Now, correct me if I’m wrong here, but a scenario in which people are responsible for ad revenue doesn’t sound like journalism, it sounds like sales. And when journalists are forced to behave like salespeople, it runs against all of their journalistic training.

Who would bide their time covering zoning meetings or bridge commission meetings, or getting bored to tears at a meeting about whether the town should invest in new banners for main street or a new stop sign on a side street, when they knew that covering just one rock band concert with an ad for cheap tickets could net them an awesome 75 percent of sales.

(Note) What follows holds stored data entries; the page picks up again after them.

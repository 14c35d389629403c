//! Shared fixtures: a local HTTP server and a published release feed.

use anyhow::Result;
use axum::Router;
use axum::extract::State;
use axum::http::header::{AUTHORIZATION, CONTENT_DISPOSITION};
use axum::http::{HeaderMap, HeaderValue, StatusCode, Uri};
use axum::response::{IntoResponse, Response};
use std::collections::HashMap;
use std::net::SocketAddr;
use std::path::Path;
use std::sync::{Arc, Mutex};
use std::time::Duration;
use steward::config::{CredentialSource, StewardConfig};
use steward::metadata::HttpTrustRepository;
use steward::test_utils::{RecordingLauncher, build_zip_bytes, descriptor_index_sized};
use steward::upgrade::UpdateEngine;
use steward::upgrade::auth::TokenProvider;
use steward::upgrade::fetch::ArtifactFetcher;
use steward::upgrade::verification::ChecksumVerifier;
use tokio::task::JoinHandle;

pub const SERVICE: &str = "svc";
pub const OLD_VERSION: &str = "2023.01.01.00.00.00";
pub const NEW_VERSION: &str = "2024.01.01.00.00.00";

/// One file served by [`TestServer`].
#[derive(Debug, Clone, Default)]
pub struct Served {
    pub body: Vec<u8>,
    pub content_disposition: Option<String>,
    /// Wait this long before answering.
    pub delay: Option<Duration>,
    /// Answer with this status instead of 200.
    pub status: Option<StatusCode>,
}

#[derive(Debug, Default)]
struct ServerState {
    files: Mutex<HashMap<String, Served>>,
    authorizations: Mutex<Vec<Option<String>>>,
}

/// HTTP server on an ephemeral port serving files by exact path.
pub struct TestServer {
    addr: SocketAddr,
    state: Arc<ServerState>,
    task: JoinHandle<()>,
}

impl TestServer {
    pub async fn start() -> Result<Self> {
        let state = Arc::new(ServerState::default());
        let app = Router::new().fallback(serve_file).with_state(Arc::clone(&state));

        let listener = tokio::net::TcpListener::bind("127.0.0.1:0").await?;
        let addr = listener.local_addr()?;
        let task = tokio::spawn(async move {
            axum::serve(listener, app).await.ok();
        });

        Ok(Self {
            addr,
            state,
            task,
        })
    }

    pub fn url(&self, path: &str) -> String {
        format!("http://{}{path}", self.addr)
    }

    pub fn publish(&self, path: &str, body: impl Into<Vec<u8>>) {
        self.publish_with(
            path,
            Served {
                body: body.into(),
                ..Served::default()
            },
        );
    }

    pub fn publish_with(&self, path: &str, served: Served) {
        self.state.files.lock().unwrap().insert(path.to_string(), served);
    }

    pub fn remove(&self, path: &str) {
        self.state.files.lock().unwrap().remove(path);
    }

    /// Number of requests answered so far.
    pub fn request_count(&self) -> usize {
        self.state.authorizations.lock().unwrap().len()
    }

    /// `Authorization` header of every request so far.
    pub fn authorizations(&self) -> Vec<Option<String>> {
        self.state.authorizations.lock().unwrap().clone()
    }
}

impl Drop for TestServer {
    fn drop(&mut self) {
        self.task.abort();
    }
}

async fn serve_file(State(state): State<Arc<ServerState>>, uri: Uri, request_headers: HeaderMap) -> Response {
    let authorization = request_headers
        .get(AUTHORIZATION)
        .and_then(|v| v.to_str().ok())
        .map(str::to_string);
    state.authorizations.lock().unwrap().push(authorization);

    let entry = state.files.lock().unwrap().get(uri.path()).cloned();
    let Some(entry) = entry else {
        return StatusCode::NOT_FOUND.into_response();
    };
    if let Some(delay) = entry.delay {
        tokio::time::sleep(delay).await;
    }

    let mut headers = HeaderMap::new();
    if let Some(disposition) = entry.content_disposition {
        headers.insert(CONTENT_DISPOSITION, HeaderValue::from_str(&disposition).unwrap());
    }
    (entry.status.unwrap_or(StatusCode::OK), headers, entry.body).into_response()
}

/// Zip holding the service binary with `content`.
pub fn release_archive(content: &[u8]) -> Vec<u8> {
    build_zip_bytes(&[(SERVICE, content)]).unwrap()
}

/// Publish root, targets role, descriptor index and artifact for `version`.
///
/// `published_sha256` overrides the artifact hash written into the descriptor.
pub fn publish_release(
    server: &TestServer,
    version: &str,
    artifact: &[u8],
    published_sha256: Option<&str>,
    role_version: u64,
) {
    let artifact_path = format!("/artifacts/{SERVICE}-{version}.zip");
    server.publish(&artifact_path, artifact.to_vec());

    let mut index: serde_json::Value = serde_json::from_str(&descriptor_index_sized(
        SERVICE,
        version,
        &server.url(&artifact_path),
        artifact,
    ))
    .unwrap();
    if let Some(sha) = published_sha256 {
        index[SERVICE]["hashes"]["sha256"] = serde_json::Value::from(sha);
    }
    let index = index.to_string().into_bytes();
    let index_sha = ChecksumVerifier::sha256_bytes(&index);
    server.publish(&format!("/targets/{SERVICE}/{index_sha}.{SERVICE}-index.json"), index.clone());

    let target_path = format!("{SERVICE}/{SERVICE}-index.json");
    let role = serde_json::json!({
        "signed": {
            "_type": "targets",
            "version": role_version,
            "expires": "2099-01-01T00:00:00Z",
            "targets": {
                target_path: {
                    "length": index.len(),
                    "hashes": { "sha256": index_sha },
                }
            }
        }
    });
    server.publish("/metadata/targets.json", role.to_string());
    server.publish("/metadata/1.root.json", r#"{"signed":{"_type":"root","version":1}}"#);
}

pub fn test_config(root: &Path, server: &TestServer) -> StewardConfig {
    let mut config = StewardConfig::new(SERVICE, root, server.url("/metadata"));
    config.targets_url = Some(server.url("/targets"));
    config.upgrade.request_timeout = 10;
    config.upgrade.lock_timeout = 2;
    config.upgrade.install_poll_interval = 1;
    config
}

/// Engine over real HTTP with a launcher that only records launches.
pub fn http_engine(
    config: StewardConfig,
    launcher: Arc<RecordingLauncher>,
) -> UpdateEngine<HttpTrustRepository, ArtifactFetcher> {
    let timeout = config.upgrade.request_timeout();
    let client = reqwest::Client::new();
    let repository = HttpTrustRepository::new(
        client.clone(),
        &config.metadata_url,
        config.targets_url(),
        config.metadata_dir(),
        timeout,
    );
    let tokens = TokenProvider::new(CredentialSource::None, client.clone(), timeout);
    let fetcher = ArtifactFetcher::new(client, tokens, None, timeout);
    UpdateEngine::with_parts(config, repository, fetcher, launcher)
}
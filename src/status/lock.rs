//! Cross-process install lock.
//!
//! Only one installer may drive the install orchestrator at a time, even when
//! several processes watch the same status file (an old process finishing a
//! handoff and its successor, or an operator running `steward install` next to
//! a running `serve`). The lock is an OS advisory lock on
//! `<install_root>/.locks/install.lock`, held for the whole install cycle and
//! released when the guard is dropped.

use crate::constants::{MAX_BACKOFF_DELAY_MS, STARTING_BACKOFF_DELAY_MS};
use crate::core::StewardError;
use anyhow::{Context, Result};
use fs4::fs_std::FileExt;
use std::fs::{File, OpenOptions};
use std::path::{Path, PathBuf};
use std::sync::Arc;
use std::time::Duration;
use tokio_retry::strategy::ExponentialBackoff;
use tracing::debug;

/// Guard for the exclusive install lock.
#[derive(Debug)]
pub struct InstallLock {
    _file: Arc<File>,
    lock_path: PathBuf,
}

impl Drop for InstallLock {
    fn drop(&mut self) {
        // The file is kept; removing it would let a waiter lock a stale inode.
        debug!(lock_path = %self.lock_path.display(), "Install lock released");
    }
}

impl InstallLock {
    /// Lock file location for an installation root.
    pub fn path_for(install_root: &Path) -> PathBuf {
        install_root.join(".locks").join("install.lock")
    }

    /// Acquire the lock, retrying with exponential backoff until `timeout`.
    ///
    /// Fails with [`StewardError::InstallInProgress`] when another holder keeps
    /// the lock past the deadline.
    pub async fn acquire(install_root: &Path, timeout: Duration) -> Result<Self> {
        let lock_path = Self::path_for(install_root);
        let locks_dir = lock_path.parent().map(Path::to_path_buf).unwrap_or_default();
        tokio::fs::create_dir_all(&locks_dir).await.with_context(|| {
            format!("Failed to create locks directory: {}", locks_dir.display())
        })?;

        debug!(lock_path = %lock_path.display(), "Waiting for install lock");

        let open_path = lock_path.clone();
        let file = tokio::task::spawn_blocking(move || {
            OpenOptions::new().create(true).write(true).truncate(false).open(&open_path)
        })
        .await
        .with_context(|| "spawn_blocking panicked")?
        .with_context(|| format!("Failed to open lock file: {}", lock_path.display()))?;
        let file = Arc::new(file);

        let start = std::time::Instant::now();
        let backoff = ExponentialBackoff::from_millis(STARTING_BACKOFF_DELAY_MS)
            .max_delay(Duration::from_millis(MAX_BACKOFF_DELAY_MS));

        for delay in backoff {
            let file_clone = Arc::clone(&file);
            let locked = tokio::task::spawn_blocking(move || file_clone.try_lock_exclusive())
                .await
                .with_context(|| "spawn_blocking panicked")?;

            if let Ok(true) = locked {
                debug!(
                    lock_path = %lock_path.display(),
                    wait_ms = start.elapsed().as_millis(),
                    "Install lock acquired"
                );
                return Ok(Self {
                    _file: file,
                    lock_path,
                });
            }

            let remaining = timeout.saturating_sub(start.elapsed());
            if remaining.is_zero() {
                break;
            }
            tokio::time::sleep(delay.min(remaining)).await;
        }

        Err(StewardError::InstallInProgress {
            lock_path: lock_path.display().to_string(),
        }
        .into())
    }

    pub fn lock_path(&self) -> &Path {
        &self.lock_path
    }
}
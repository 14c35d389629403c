//! Directory helpers shared by the install layout.

use anyhow::{Context, Result};
use std::fs;
use std::path::Path;

/// Create `path` (and parents) if missing; fail if it exists as a file.
pub fn ensure_dir(path: &Path) -> Result<()> {
    if !path.exists() {
        fs::create_dir_all(path).with_context(|| {
            format!(
                "Failed to create directory: {}\n\nCheck directory permissions and path validity",
                path.display()
            )
        })?;
    } else if !path.is_dir() {
        return Err(anyhow::anyhow!("Path exists but is not a directory: {}", path.display()));
    }
    Ok(())
}

/// Remove a directory tree, treating a missing directory as success.
pub async fn remove_dir_if_exists(path: &Path) -> Result<bool> {
    match tokio::fs::remove_dir_all(path).await {
        Ok(()) => Ok(true),
        Err(e) if e.kind() == std::io::ErrorKind::NotFound => Ok(false),
        Err(e) => {
            Err(e).with_context(|| format!("Failed to remove directory: {}", path.display()))
        }
    }
}

/// Remove a file, treating a missing file as success.
pub async fn remove_file_if_exists(path: &Path) -> Result<bool> {
    match tokio::fs::remove_file(path).await {
        Ok(()) => Ok(true),
        Err(e) if e.kind() == std::io::ErrorKind::NotFound => Ok(false),
        Err(e) => Err(e).with_context(|| format!("Failed to remove file: {}", path.display())),
    }
}

/// Rename `from` to `to` when `from` exists. Returns whether anything moved.
pub async fn rename_if_exists(from: &Path, to: &Path) -> Result<bool> {
    if !tokio::fs::try_exists(from).await.unwrap_or(false) {
        return Ok(false);
    }
    tokio::fs::rename(from, to)
        .await
        .with_context(|| format!("Failed to move {} to {}", from.display(), to.display()))?;
    Ok(true)
}
//! Integrity verification of staged artifacts.
//!
//! Hashes are computed by streaming the file through SHA-256 in fixed-size
//! chunks, so artifacts are never held in memory whole. Digests are compared
//! as lowercase hex. A mismatch is a hard stop: [`ChecksumVerifier::verify`]
//! deletes the staged file before returning
//! [`StewardError::ChecksumMismatch`].

use crate::constants::HASH_BUFFER_SIZE;
use crate::core::StewardError;
use anyhow::{Context, Result};
use sha2::{Digest, Sha256};
use std::path::Path;
use tokio::io::AsyncReadExt;
use tracing::{debug, info, warn};

/// SHA-256 computation and verification.
pub struct ChecksumVerifier;

impl ChecksumVerifier {
    /// Lowercase hex SHA-256 of an in-memory buffer.
    pub fn sha256_bytes(bytes: &[u8]) -> String {
        hex::encode(Sha256::digest(bytes))
    }

    /// Stream a file through SHA-256 and return the lowercase hex digest.
    pub async fn compute_sha256(file_path: &Path) -> Result<String> {
        debug!("Computing SHA256 checksum for: {:?}", file_path);

        let mut file = tokio::fs::File::open(file_path)
            .await
            .with_context(|| format!("Failed to open file: {file_path:?}"))?;

        let mut hasher = Sha256::new();
        let mut buffer = vec![0u8; HASH_BUFFER_SIZE];
        loop {
            let read = file
                .read(&mut buffer)
                .await
                .with_context(|| format!("Failed to read file: {file_path:?}"))?;
            if read == 0 {
                break;
            }
            hasher.update(&buffer[..read]);
        }

        Ok(hex::encode(hasher.finalize()))
    }

    /// Verify `file_path` against `expected_sha256`.
    ///
    /// On mismatch the file is removed and
    /// [`StewardError::ChecksumMismatch`] is returned.
    pub async fn verify(file_path: &Path, expected_sha256: &str) -> Result<()> {
        info!("Verifying checksum for: {:?}", file_path);

        let expected = expected_sha256.trim().to_ascii_lowercase();
        let actual = Self::compute_sha256(file_path).await?;

        if actual != expected {
            warn!(expected = %expected, actual = %actual, "Checksum mismatch, discarding staged file");
            if let Err(e) = tokio::fs::remove_file(file_path).await {
                warn!("Failed to remove staged file {:?}: {}", file_path, e);
            }
            let name = file_path
                .file_name()
                .map_or_else(|| file_path.display().to_string(), |n| n.to_string_lossy().into_owned());
            return Err(StewardError::ChecksumMismatch {
                name,
                expected,
                actual,
            }
            .into());
        }

        info!("Checksum verification successful");
        Ok(())
    }
}
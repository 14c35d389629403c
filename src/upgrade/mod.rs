//! Self-update engine.
//!
//! Two independently scheduled activities share one installation:
//!
//! - the [`BackgroundPoller`] checks the signed metadata feed on a timer and
//!   sets `update_available` in the status file
//! - the [`ForegroundInstaller`] waits for `update_requested` (set by an
//!   operator or the service's API) and drives the [`InstallOrchestrator`]
//!
//! They coordinate only through the [`StatusStore`](crate::status::StatusStore)
//! file and the cross-process install lock.
//!
//! # Update Process Flow
//!
//! ```text
//! 1. Check (poller)
//!    ├── Bootstrap trust on first use (root.json)
//!    ├── Refresh metadata, resolve {service}/{service}-index.json
//!    └── Newer than installation.json? → update_available = 1
//!
//! 2. Install (installer, after update_requested = 1)
//!    ├── Staging:   download artifact into staging/
//!    ├── Verified:  SHA-256 matches the descriptor
//!    ├── BackedUp:  active/ → previous/ (previous/ → retired/)
//!    ├── Installed: extract to a temp dir, rename to active/
//!    └── Restarted: write handoff marker, spawn `<binary> serve --config=…`
//!
//! 3. Confirm (successor process)
//!    └── Cleaned:   clear flags, delete retired/, remove marker
//! ```
//!
//! Any failure before `Restarted` puts the previous installation back into
//! `active/`.

pub mod archive;
pub mod auth;
pub mod backup;
pub mod config;
pub mod engine;
pub mod fetch;
pub mod installation;
pub mod installer;
pub mod launcher;
pub mod orchestrator;
pub mod poller;
pub mod shutdown;
pub mod tracked;
pub mod verification;
pub mod version_check;

pub use engine::{ServeExit, UpdateEngine};
pub use installer::{ForegroundInstaller, InstallerRun};
pub use orchestrator::{InstallOrchestrator, InstallOutcome, InstallState};
pub use poller::{BackgroundPoller, CheckReport};
pub use verification::ChecksumVerifier;
pub use version_check::{VersionComparator, is_newer};
//! Error handling for steward
//!
//! This module provides the typed error enum used across the updater and the
//! user-facing [`ErrorContext`] wrapper used by the CLI.
//!
//! # Error Classes
//!
//! Every [`StewardError`] belongs to exactly one [`ErrorClass`], which decides
//! how an update cycle reacts to it:
//!
//! - **Transient** (network, metadata refresh, timeouts): logged and retried on
//!   the next poller tick or installer trigger.
//! - **Integrity** (hash or size mismatch, archive path traversal): hard stop.
//!   Staged artifacts are discarded, the installed version is untouched, and
//!   the message is recorded as `last_error` in the status file.
//! - **Environment** (directory creation, permissions, process spawn): fatal to
//!   the current cycle and retried on the next trigger.
//!
//! Application code returns [`anyhow::Result`] with `.context(..)` and raises a
//! [`StewardError`] wherever a caller needs to branch on the class; use
//! [`classify`] to recover the class from an [`anyhow::Error`] chain.
//!
//! # Examples
//!
//! ```rust,no_run
//! use steward::core::{ErrorClass, StewardError, classify};
//!
//! let err = anyhow::Error::from(StewardError::ChecksumMismatch {
//!     name: "general-service".to_string(),
//!     expected: "abc".to_string(),
//!     actual: "def".to_string(),
//! })
//! .context("Failed to verify staged artifact");
//!
//! assert_eq!(classify(&err), ErrorClass::Integrity);
//! ```

use colored::Colorize;
use std::fmt;
use thiserror::Error;

/// How an update cycle reacts to a failure.
#[derive(Debug, Clone, Copy, PartialEq, Eq)]
pub enum ErrorClass {
    /// Retried on the next tick without operator involvement.
    Transient,
    /// Hard stop; recorded as `last_error`.
    Integrity,
    /// Fatal to the current cycle; retried on the next trigger.
    Environment,
}

impl ErrorClass {
    /// Whether failures of this class are persisted to the status file.
    #[must_use]
    pub const fn records_last_error(self) -> bool {
        matches!(self, Self::Integrity)
    }

    /// Whether a failed release is held back until a new request arrives.
    #[must_use]
    pub const fn waits_for_trigger(self) -> bool {
        matches!(self, Self::Integrity | Self::Environment)
    }
}

impl fmt::Display for ErrorClass {
    fn fmt(&self, f: &mut fmt::Formatter<'_>) -> fmt::Result {
        let name = match self {
            Self::Transient => "transient",
            Self::Integrity => "integrity",
            Self::Environment => "environment",
        };
        f.write_str(name)
    }
}

/// The main error type for steward operations
#[derive(Error, Debug)]
pub enum StewardError {
    /// Downloaded bytes do not hash to the value in the release descriptor.
    #[error("Checksum mismatch for {name}: expected {expected}, got {actual}")]
    ChecksumMismatch {
        /// Artifact or target name
        name: String,
        /// Hash from the descriptor
        expected: String,
        /// Hash of the bytes on disk
        actual: String,
    },

    /// Downloaded size does not match the descriptor.
    #[error("Size mismatch for {name}: expected {expected} bytes, got {actual}")]
    SizeMismatch {
        /// Artifact or target name
        name: String,
        /// Size from the descriptor
        expected: u64,
        /// Size on disk
        actual: u64,
    },

    /// An archive entry would be written outside the extraction root.
    #[error("Archive entry '{entry}' escapes the extraction directory")]
    PathTraversal {
        /// Entry name as stored in the archive
        entry: String,
    },

    /// Network request failed before a response was received.
    #[error("Network error during {operation}: {reason}")]
    NetworkError {
        /// What was being fetched
        operation: String,
        /// Underlying failure
        reason: String,
    },

    /// The server answered with a non-success status.
    #[error("Unexpected HTTP status {status} from {url}")]
    HttpStatus {
        /// Requested URL
        url: String,
        /// Response status code
        status: u16,
    },

    /// A network step exceeded its deadline.
    #[error("Timed out after {seconds}s during {operation}")]
    Timeout {
        /// What was being done
        operation: String,
        /// Deadline that was exceeded
        seconds: u64,
    },

    /// Metadata refresh or trust bootstrap failed.
    #[error("Metadata error: {message}")]
    MetadataError {
        /// Description of the failure
        message: String,
    },

    /// The metadata feed has no target for this service.
    #[error("No release descriptor published for service '{service}'")]
    DescriptorNotFound {
        /// Service name that was resolved
        service: String,
    },

    /// Descriptor bytes could not be parsed.
    #[error("Invalid release descriptor for '{service}': {reason}")]
    DescriptorParseError {
        /// Service name
        service: String,
        /// Parse failure
        reason: String,
    },

    /// A bearer token could not be obtained.
    #[error("Failed to obtain credentials: {reason}")]
    CredentialError {
        /// What went wrong
        reason: String,
    },

    /// A filesystem operation failed.
    #[error("File system error during {operation}: {path}")]
    FileSystemError {
        /// Operation being performed
        operation: String,
        /// Path involved
        path: String,
    },

    /// Insufficient permissions.
    #[error("Permission denied: {operation} on {path}")]
    PermissionDenied {
        /// Operation being performed
        operation: String,
        /// Path involved
        path: String,
    },

    /// Configuration is missing or invalid.
    #[error("Configuration error: {message}")]
    ConfigError {
        /// What is wrong
        message: String,
    },

    /// The successor process could not be started.
    #[error("Failed to start {binary}: {reason}")]
    SpawnFailed {
        /// Binary that was launched
        binary: String,
        /// Spawn failure
        reason: String,
    },

    /// Another installer holds the install lock.
    #[error("Another install is already in progress (lock: {lock_path})")]
    InstallInProgress {
        /// Lock file path
        lock_path: String,
    },

    /// There is no previous installation to roll back to.
    #[error("No previous installation available at {path}")]
    NoBackup {
        /// Expected backup directory
        path: String,
    },

    /// A shutdown signal aborted the operation.
    #[error("Operation cancelled: {operation}")]
    Cancelled {
        /// What was interrupted
        operation: String,
    },

    /// IO error
    #[error("IO error: {0}")]
    IoError(#[from] std::io::Error),

    /// JSON error
    #[error("JSON error: {0}")]
    JsonError(#[from] serde_json::Error),

    /// TOML parsing error
    #[error("TOML parsing error: {0}")]
    TomlError(#[from] toml::de::Error),

    /// Anything else
    #[error("{message}")]
    Other {
        /// Message to show
        message: String,
    },
}

impl StewardError {
    /// The failure class that decides retry and reporting behavior.
    #[must_use]
    pub fn class(&self) -> ErrorClass {
        match self {
            Self::ChecksumMismatch { .. }
            | Self::SizeMismatch { .. }
            | Self::PathTraversal { .. }
            | Self::DescriptorParseError { .. } => ErrorClass::Integrity,
            Self::NetworkError { .. }
            | Self::HttpStatus { .. }
            | Self::Timeout { .. }
            | Self::MetadataError { .. }
            | Self::DescriptorNotFound { .. }
            | Self::CredentialError { .. }
            | Self::InstallInProgress { .. }
            | Self::Cancelled { .. } => ErrorClass::Transient,
            Self::FileSystemError { .. }
            | Self::PermissionDenied { .. }
            | Self::ConfigError { .. }
            | Self::SpawnFailed { .. }
            | Self::NoBackup { .. }
            | Self::IoError(_)
            | Self::JsonError(_)
            | Self::TomlError(_)
            | Self::Other { .. } => ErrorClass::Environment,
        }
    }
}

/// Find the first [`StewardError`] in an error chain.
#[must_use]
pub fn find_steward_error(error: &anyhow::Error) -> Option<&StewardError> {
    error.chain().find_map(|cause| cause.downcast_ref::<StewardError>())
}

/// Classify an arbitrary error chain.
///
/// Errors that carry no [`StewardError`] are treated as environment failures,
/// except raw `reqwest` errors which are transient.
#[must_use]
pub fn classify(error: &anyhow::Error) -> ErrorClass {
    if let Some(steward_error) = find_steward_error(error) {
        return steward_error.class();
    }
    if error.chain().any(|cause| cause.downcast_ref::<reqwest::Error>().is_some()) {
        return ErrorClass::Transient;
    }
    ErrorClass::Environment
}

/// Error wrapper that adds a suggestion and details for terminal display.
#[derive(Debug)]
pub struct ErrorContext {
    /// The underlying error
    pub error: StewardError,
    /// Actionable next step, shown in green
    pub suggestion: Option<String>,
    /// Background on the failure, shown in yellow
    pub details: Option<String>,
}

impl ErrorContext {
    /// Create a new error context with no suggestion or details.
    #[must_use]
    pub const fn new(error: StewardError) -> Self {
        Self {
            error,
            suggestion: None,
            details: None,
        }
    }

    /// Add a suggestion for resolving the error.
    pub fn with_suggestion(mut self, suggestion: impl Into<String>) -> Self {
        self.suggestion = Some(suggestion.into());
        self
    }

    /// Add additional details explaining the error.
    pub fn with_details(mut self, details: impl Into<String>) -> Self {
        self.details = Some(details.into());
        self
    }

    /// Print the error, details, and suggestion to stderr with colors.
    pub fn display(&self) {
        eprintln!("{}: {}", "error".red().bold(), self.error);

        if let Some(details) = &self.details {
            eprintln!("{}: {}", "details".yellow(), details);
        }

        if let Some(suggestion) = &self.suggestion {
            eprintln!("{}: {}", "suggestion".green(), suggestion);
        }
    }
}

impl fmt::Display for ErrorContext {
    fn fmt(&self, f: &mut fmt::Formatter<'_>) -> fmt::Result {
        write!(f, "{}", self.error)?;

        if let Some(details) = &self.details {
            write!(f, "\nDetails: {details}")?;
        }

        if let Some(suggestion) = &self.suggestion {
            write!(f, "\nSuggestion: {suggestion}")?;
        }

        Ok(())
    }
}

impl std::error::Error for ErrorContext {}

As journalists, we vow to inform the public, to remind them of things going on in their very neighborhoods that they simply might not have the time or patience to track down. Turning journalists into another lapdog to revenue is probably the worst possible scenario for journalism.

7 comments:

  1. Wow. That really sucks. It also makes sense. Hicken may have intended to inflame journalists in the hope of driving more traffic to his story's webpage. Can you really trust what he wrote? Was he just exaggerating for effect?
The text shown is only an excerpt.